Glimcio napisał(a):
Adam_94 napisał(a):
A jak ktoś ma olej w głowie to i m3 na początek będzie ok.
Sądząc po postach i jakie auta pokazywał: kolega lubi się popisywać, wątpię, żeby miał na tyle oleju w głowie, żeby nie popisywać się przed znajomymi, a z doświadczenia wiem, że jak się wiezie ładną blondyneczkę, to jednak chce się "przyszpanować" i wtedy rura i ni ma!
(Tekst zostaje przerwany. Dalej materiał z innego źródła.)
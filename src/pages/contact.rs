use leptos::prelude::*;
#[cfg(feature = "hydrate")]
use leptos::web_sys;

use crate::models::contact::{FieldErrors, SubmissionOutcome, OBJECTIVE_OPTIONS};
use crate::models::site::{SITE_EMAIL, SITE_LOCATION, SITE_PHONE};
use crate::server_fns::SubmitInquiry;

#[component]
pub fn ContactPage() -> impl IntoView {
    let submit = ServerAction::<SubmitInquiry>::new();

    let field_errors = Memo::new(move |_| match submit.value().get() {
        Some(Ok(SubmissionOutcome::Rejected { field_errors })) => field_errors,
        _ => FieldErrors::new(),
    });
    let failure_message = move || match submit.value().get() {
        Some(Ok(SubmissionOutcome::Failed { message })) => Some(message),
        Some(Err(_)) => Some("Something went wrong. Please try again.".to_owned()),
        _ => None,
    };
    let accepted = move || matches!(submit.value().get(), Some(Ok(SubmissionOutcome::Accepted)));

    let error_for = move |field: &'static str| {
        field_errors.with(|errors| errors.get(field).and_then(|msgs| msgs.first()).cloned())
    };

    view! {
        <div class="contact-page">
            <section class="contact-intro">
                <h1>"Get in Touch"</h1>
                <p>
                    "Ready to put AI to work for your business? "
                    "Tell us about your project and we'll respond within 24 hours."
                </p>

                <div class="contact-cards">
                    <div class="contact-card">
                        <span class="label">"Email"</span>
                        <a href=format!("mailto:{SITE_EMAIL}")>{SITE_EMAIL}</a>
                    </div>
                    <div class="contact-card">
                        <span class="label">"Phone"</span>
                        <a href=format!("tel:{SITE_PHONE}")>{SITE_PHONE}</a>
                    </div>
                    <div class="contact-card">
                        <span class="label">"Office"</span>
                        <span>{SITE_LOCATION}</span>
                    </div>
                </div>
            </section>

            <section class="contact-form-section">
                <Show
                    when=move || !accepted()
                    fallback=|| {
                        view! {
                            <div class="form-success">
                                <h3>"Message Received"</h3>
                                <p>"Thanks for reaching out. Expect a response within 24 hours."</p>
                                <button class="btn btn-secondary" on:click=|_| reload_contact_page()>
                                    "Send Another Message"
                                </button>
                            </div>
                        }
                    }
                >
                    <ActionForm action=submit attr:class="contact-form">
                        {move || {
                            failure_message()
                                .map(|message| view! { <div class="form-error">{message}</div> })
                        }}

                        <div class="form-group">
                            <label for="name">"Name *"</label>
                            <input type="text" id="name" name="name" placeholder="Full name"/>
                            {move || {
                                error_for("name").map(|m| view! { <p class="field-error">{m}</p> })
                            }}
                        </div>

                        <div class="form-group">
                            <label for="email">"Email *"</label>
                            <input
                                type="email"
                                id="email"
                                name="email"
                                placeholder="your@email.com"
                            />
                            {move || {
                                error_for("email").map(|m| view! { <p class="field-error">{m}</p> })
                            }}
                        </div>

                        <div class="form-group">
                            <label for="organization">"Organization"</label>
                            <input
                                type="text"
                                id="organization"
                                name="organization"
                                placeholder="Company name"
                            />
                        </div>

                        <div class="form-group">
                            <label for="objective">"Objective"</label>
                            <select id="objective" name="objective">
                                {OBJECTIVE_OPTIONS
                                    .iter()
                                    .map(|option| view! { <option value=*option>{*option}</option> })
                                    .collect_view()}
                            </select>
                        </div>

                        <div class="form-group">
                            <label for="message">"Message *"</label>
                            <textarea
                                id="message"
                                name="message"
                                rows="4"
                                placeholder="Project details..."
                            ></textarea>
                            {move || {
                                error_for("message")
                                    .map(|m| view! { <p class="field-error">{m}</p> })
                            }}
                        </div>

                        <button
                            type="submit"
                            class="btn btn-primary"
                            disabled=move || submit.pending().get()
                        >
                            {move || if submit.pending().get() { "Sending..." } else { "Send Message" }}
                        </button>
                    </ActionForm>
                </Show>
            </section>
        </div>
    }
}

// Full navigation clears the action state the same way a fresh visit would
fn reload_contact_page() {
    #[cfg(feature = "hydrate")]
    {
        if let Some(window) = web_sys::window() {
            let _ = window.location().set_href("/contact");
        }
    }
}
Kolego. To że podobają mi się przyciemnione szyby czy inne duperele nie oznacza że zaraz mam wywijać nim bączki. To że Ty się popisywałeś z początku nie oznacza że ja musze. Mam wyobraźnie i mam swój rozum bo na ulicy nie jestem sam.
Adam_94 napisał(a):
Teraz mu piszecie, że 2.0 to za dużo na początek i lepiej 316

Posłucha was i za jakiś czas będzie pisał o stożkach i wycinaniu katów

Wtedy znów napiszecie czego nie kupił od razu 2.8
Po dwóch latach od zdania prawka kupiłem e36 328. Już trochę je mam i wciąż żyje, wcześniej jedynie miałem doczynienia z 1.9 tdi 115 koni, rany jakie to szybkie było

Zasada jest prosta, jest ktoś debilem to i w cikłaczento się zabije. A jak ktoś ma olej w głowie to i m3 na początek będzie ok.
Co nie zmienia faktu iż trochę krawężników zliczyłem. Jednak były to próby driftu z dala od ludzi i przy niskich prędkościach...
Olej 2.0, dołożysz ciut i będzie 2.8

E30 to też głupi pomysł bo zderzysz się ze skuterem i zginiesz na miejscu. E36 zawsze trochę bezpieczniejsze przy ewentualnym dzwonie czego jak najbardziej nie życzę.
Tak jak mówisz. Samochód nie kupuje na tydzień dwa, tylko na lata póki nie nabiore dobrego doświadczenia by kupić sobie coś nowszego. Czytałem że silniki 1.6 i 1.8 nie są najlepsze więcej pozytywnych komentarzy było o silnikach 2.0 i 2.5

. A tak w nawiasie to 2.5 i wzwyż silnik odpada , ojciec jak tylko usłyszy jaką pojemność auta chce padnie na zawał ;E.